Ernest Bevin (1881-1951), one of Britain’s greatest trade union leaders, an impressive Minister of Labour during World War II, and a formidable Foreign Secretary between 1945 and 1951. Yet he began life in the lowest of circumstances—he was born at Winsford, Somerset, in March 1881, the illegitimate son of a farm labourer. From the age of eight he was raised by his half-sister in Devon. He was a farm labourer from the age of 11, moved to Bristol at 13 years of age, and became a soft-drinks delivery man. In Bristol he became a lay preacher in the Baptist Church, joined the Bristol Socialist Society, and was married to Florence Townley, by whom he had a daughter in 1914.

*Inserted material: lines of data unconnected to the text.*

use std::path::PathBuf;

use clap::{Args, Subcommand};
use serde_json::{json, Value};

use crate::api::relatorios::ReportFormat;
use crate::cli::utils::{or_dash, output_collection, output_record, output_success, prompt, read_json_stdin};
use crate::cli::{CliContext, OutputFormat};
use crate::guard::Route;
use crate::models::{ProfissionalFilter, ProfissionalPayload, StatusFilter};
use crate::views::ProfissionaisPage;

#[derive(Args, Debug, Clone, Default)]
pub struct FilterArgs {
    #[arg(long, default_value = "ativo", help = "ativo, inativo or todos")]
    pub status: StatusFilter,
    #[arg(long, help = "City id")]
    pub cidade: Option<i64>,
    #[arg(long, help = "Equipamento id")]
    pub equipamento: Option<i64>,
    #[arg(long, help = "Profession")]
    pub profissao: Option<String>,
    #[arg(long, help = "Job title")]
    pub cargo: Option<String>,
}

impl From<FilterArgs> for ProfissionalFilter {
    fn from(args: FilterArgs) -> Self {
        ProfissionalFilter {
            status: args.status,
            cidade_id: args.cidade,
            equipamento_id: args.equipamento,
            profissao: args.profissao,
            cargo: args.cargo,
        }
    }
}

#[derive(Subcommand)]
pub enum ProfissionaisCommands {
    #[command(about = "List professionals")]
    List {
        #[command(flatten)]
        filter: FilterArgs,
        #[arg(long, help = "Search name, CPF or e-mail")]
        busca: Option<String>,
    },

    #[command(about = "Show one professional")]
    Show {
        #[arg(help = "Professional id")]
        id: i64,
    },

    #[command(about = "Create professional from stdin (JSON)")]
    Create,

    #[command(about = "Update professional; stdin JSON fields override the stored ones")]
    Update {
        #[arg(help = "Professional id")]
        id: i64,
    },

    #[command(about = "Deactivate professional")]
    Inativar {
        #[arg(help = "Professional id")]
        id: i64,
        #[arg(long, help = "Reason (will prompt if not provided)")]
        motivo: Option<String>,
    },

    #[command(about = "Reactivate professional")]
    Reativar {
        #[arg(help = "Professional id")]
        id: i64,
    },

    #[command(about = "Export report as PDF or Excel")]
    Exportar {
        #[arg(long, default_value = "pdf", help = "pdf or excel")]
        formato: ReportFormat,
        #[command(flatten)]
        filter: FilterArgs,
        #[arg(long, help = "Output directory (defaults to the configured report dir)")]
        dir: Option<PathBuf>,
    },

    #[command(about = "Report statistics")]
    Estatisticas,
}

pub async fn handle(
    cmd: ProfissionaisCommands,
    ctx: &mut CliContext,
    output_format: OutputFormat,
) -> anyhow::Result<()> {
    match cmd {
        ProfissionaisCommands::List { filter, busca } => {
            ctx.enter(Route::Profissionais)?;
            let page = ProfissionaisPage::new(&ctx.api);
            let listing = page.list(&filter.into(), busca.as_deref()).await?;

            output_collection(
                &output_format,
                "profissionais",
                &listing.profissionais,
                "Nenhum profissional encontrado",
                |p| {
                    format!(
                        "{:>5}  {:<32} {:<15} {:<20} {:<20} {}",
                        p.id,
                        p.nome_completo,
                        p.cpf,
                        listing.cidade_nome(p.cidade_id),
                        listing.equipamento_nome(p.equipamento_id),
                        if p.ativo { "ativo" } else { "inativo" }
                    )
                },
            )
        }
        ProfissionaisCommands::Show { id } => {
            ctx.enter(Route::Profissionais)?;
            let p = ProfissionaisPage::new(&ctx.api).get(id).await?;
            output_record(
                &output_format,
                &p,
                &[
                    ("ID", p.id.to_string()),
                    ("Nome", p.nome_completo.clone()),
                    ("CPF", p.cpf.clone()),
                    ("RG", p.rg.clone()),
                    ("Nascimento", or_dash(p.data_nascimento)),
                    ("Profissão", p.profissao.clone()),
                    ("Cargo", p.cargo.clone()),
                    ("Vínculo", p.vinculo_institucional.clone()),
                    ("Telefone", p.telefone.clone()),
                    ("E-mail", p.email.clone()),
                    ("Início", or_dash(p.data_inicio_trabalho)),
                    ("Cidade", p.cidade_id.to_string()),
                    ("Equipamento", p.equipamento_id.to_string()),
                    ("Status", if p.ativo { "ativo" } else { "inativo" }.to_string()),
                    ("Motivo", or_dash(p.motivo_inativacao.clone())),
                ],
            )
        }
        ProfissionaisCommands::Create => {
            ctx.enter(Route::ProfissionalNovo)?;
            let payload: ProfissionalPayload = read_json_stdin()?;
            let created = ProfissionaisPage::new(&ctx.api).create(&payload).await?;
            output_success(
                &output_format,
                &format!("Profissional {} cadastrado (id {})", created.nome_completo, created.id),
                Some(json!({ "profissional": created })),
            )
        }
        ProfissionaisCommands::Update { id } => {
            ctx.enter(Route::ProfissionalEditar(id))?;
            let page = ProfissionaisPage::new(&ctx.api);
            let changes: Value = read_json_stdin()?;

            let current = page.get(id).await?;
            let payload = merge_payload(&ProfissionalPayload::from(&current), changes)?;
            let updated = page.update(id, &payload).await?;
            output_success(
                &output_format,
                &format!("Profissional {} atualizado", updated.id),
                Some(json!({ "profissional": updated })),
            )
        }
        ProfissionaisCommands::Inativar { id, motivo } => {
            ctx.enter(Route::Profissionais)?;
            let motivo = match motivo {
                Some(motivo) => motivo,
                None => prompt("Motivo da inativação")?,
            };
            let response = ProfissionaisPage::new(&ctx.api).deactivate(id, &motivo).await?;
            output_success(&output_format, &response.message, Some(json!({ "id": id })))
        }
        ProfissionaisCommands::Reativar { id } => {
            ctx.enter(Route::Profissionais)?;
            let response = ProfissionaisPage::new(&ctx.api).reactivate(id).await?;
            output_success(&output_format, &response.message, Some(json!({ "id": id })))
        }
        ProfissionaisCommands::Exportar { formato, filter, dir } => {
            ctx.enter(Route::Profissionais)?;
            let dir = dir.unwrap_or_else(|| ctx.config.reports.output_dir.clone());
            let path = ProfissionaisPage::new(&ctx.api)
                .export(formato, &filter.into(), &dir)
                .await?;
            output_success(
                &output_format,
                &format!("Relatório salvo em {}", path.display()),
                Some(json!({ "path": path })),
            )
        }
        ProfissionaisCommands::Estatisticas => {
            ctx.enter(Route::Dashboard)?;
            let stats = ProfissionaisPage::new(&ctx.api).stats().await?;
            match output_format {
                OutputFormat::Json => println!("{}", serde_json::to_string_pretty(&stats)?),
                OutputFormat::Text => print_stats(&stats),
            }
            Ok(())
        }
    }
}

/// Overlay the top-level keys of `changes` onto `base`.
fn merge_payload(base: &ProfissionalPayload, changes: Value) -> anyhow::Result<ProfissionalPayload> {
    let Value::Object(changes) = changes else {
        anyhow::bail!("expected a JSON object on stdin");
    };
    let mut merged = serde_json::to_value(base)?;
    if let Value::Object(target) = &mut merged {
        target.extend(changes);
    }
    Ok(serde_json::from_value(merged)?)
}

fn print_stats(stats: &Value) {
    let Some(sections) = stats.as_object() else {
        println!("{}", stats);
        return;
    };
    for (section, value) in sections {
        match value {
            Value::Object(counts) => {
                println!("{}:", section);
                for (key, count) in counts {
                    println!("  {:<30} {}", key, count);
                }
            }
            other => println!("{:<32} {}", section, other),
        }
    }
}

#[cfg(test)]
mod tests {
    use super::*;

    #[test]
    fn merge_overrides_only_given_fields() {
        let base = ProfissionalPayload {
            nome_completo: "Ana".to_string(),
            cargo: "Técnica".to_string(),
            cidade_id: Some(1),
            ..Default::default()
        };
        let merged = merge_payload(&base, json!({ "cargo": "Coordenadora" })).unwrap();
        assert_eq!(merged.nome_completo, "Ana");
        assert_eq!(merged.cargo, "Coordenadora");
        assert_eq!(merged.cidade_id, Some(1));
    }

    #[test]
    fn merge_rejects_non_objects() {
        assert!(merge_payload(&ProfissionalPayload::default(), json!([1, 2])).is_err());
    }
}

In 1908 Bevin helped to organize the “Right to Work” movement in Bristol and then became an organizer of the dockers and carters on the Bristol docks, rapidly increasing the membership of the Dock, Wharf, Riverside, and General Labourers’ Union. He eventually became one of the three national organizers of the union and then its general secretary, pressing for the amalgamation of 14 unions into the Transport and General Workers Union (TGWU) in 1922.

As general secretary of the TGWU Bevin was projected forward into national trade union politics, becoming a member of the General Council of the TUC in 1924. He was subsequently appointed organizer of the General Strike of 1926, led by the Trades Union Congress (TUC) in support of the coal miners. This ill-fated dispute lasted only nine days, between May 3 and May 12, and Bevin was upset by the fact that Jimmy Thomas and the negotiating committee of the TUC had arranged for the strike to be called off without any guarantees that the strikers would be re-employed. Nevertheless, it was he who bore the brunt of the charge of treachery levelled at the TUC by the Communist Party of Great Britain. It was also Bevin who therefore pressed for the TUC‘s “Black Circulars” in 1934 to ban Communist delegates in the trades councils and the trade unions of Britain. This led to much friction inside and outside his own union.

Bevin was a prominent figure within the Labour Party during the inter-war years, writing extensively on unemployment and representing it on the Amulree Committee which led to the Holidays with Pay Act in 1938. It was his speech to the Labour Party conference in 1935 that led to Clement Attlee replacing George Lansbury, a pacifist, as leader of the Labour Party and it was he who pressed Labour to prepare for re-armament in the face of the rise of fascism in Europe and the Spanish Civil War.

Such was Bevin’s skill as an organizer that Winston Churchill invited him to be minister of labour and national service in his wartime administration, formed in May 1940. Bevin entered the House of Commons after winning a by-election in the constituency of Central Wandsworth in London, and was quickly organizing the workforce of Britain. Famously, he arranged for just under 50,000 young men, conscripted into the armed forces, to be redeployed as mineworkers in the essential wartime industry—they were dubbed the “Bevin Boys”. Labour’s landslide general election victory in 1945 allowed Attlee, the new prime minister, to keep Bevin in government, as foreign secretary from 1945 to 1951. In this role, Bevin supported the Marshall Plan, a financial aid scheme for Europe arranged by the United States, and helped to form the North Atlantic Treaty Organization (NATO) in 1949. However, ill-health forced him to resign as foreign secretary in March 1951 and he died on April 14, 1951, acknowledged as Britain’s greatest trade union leader and admired by the Foreign Office as one of its finest foreign secretaries.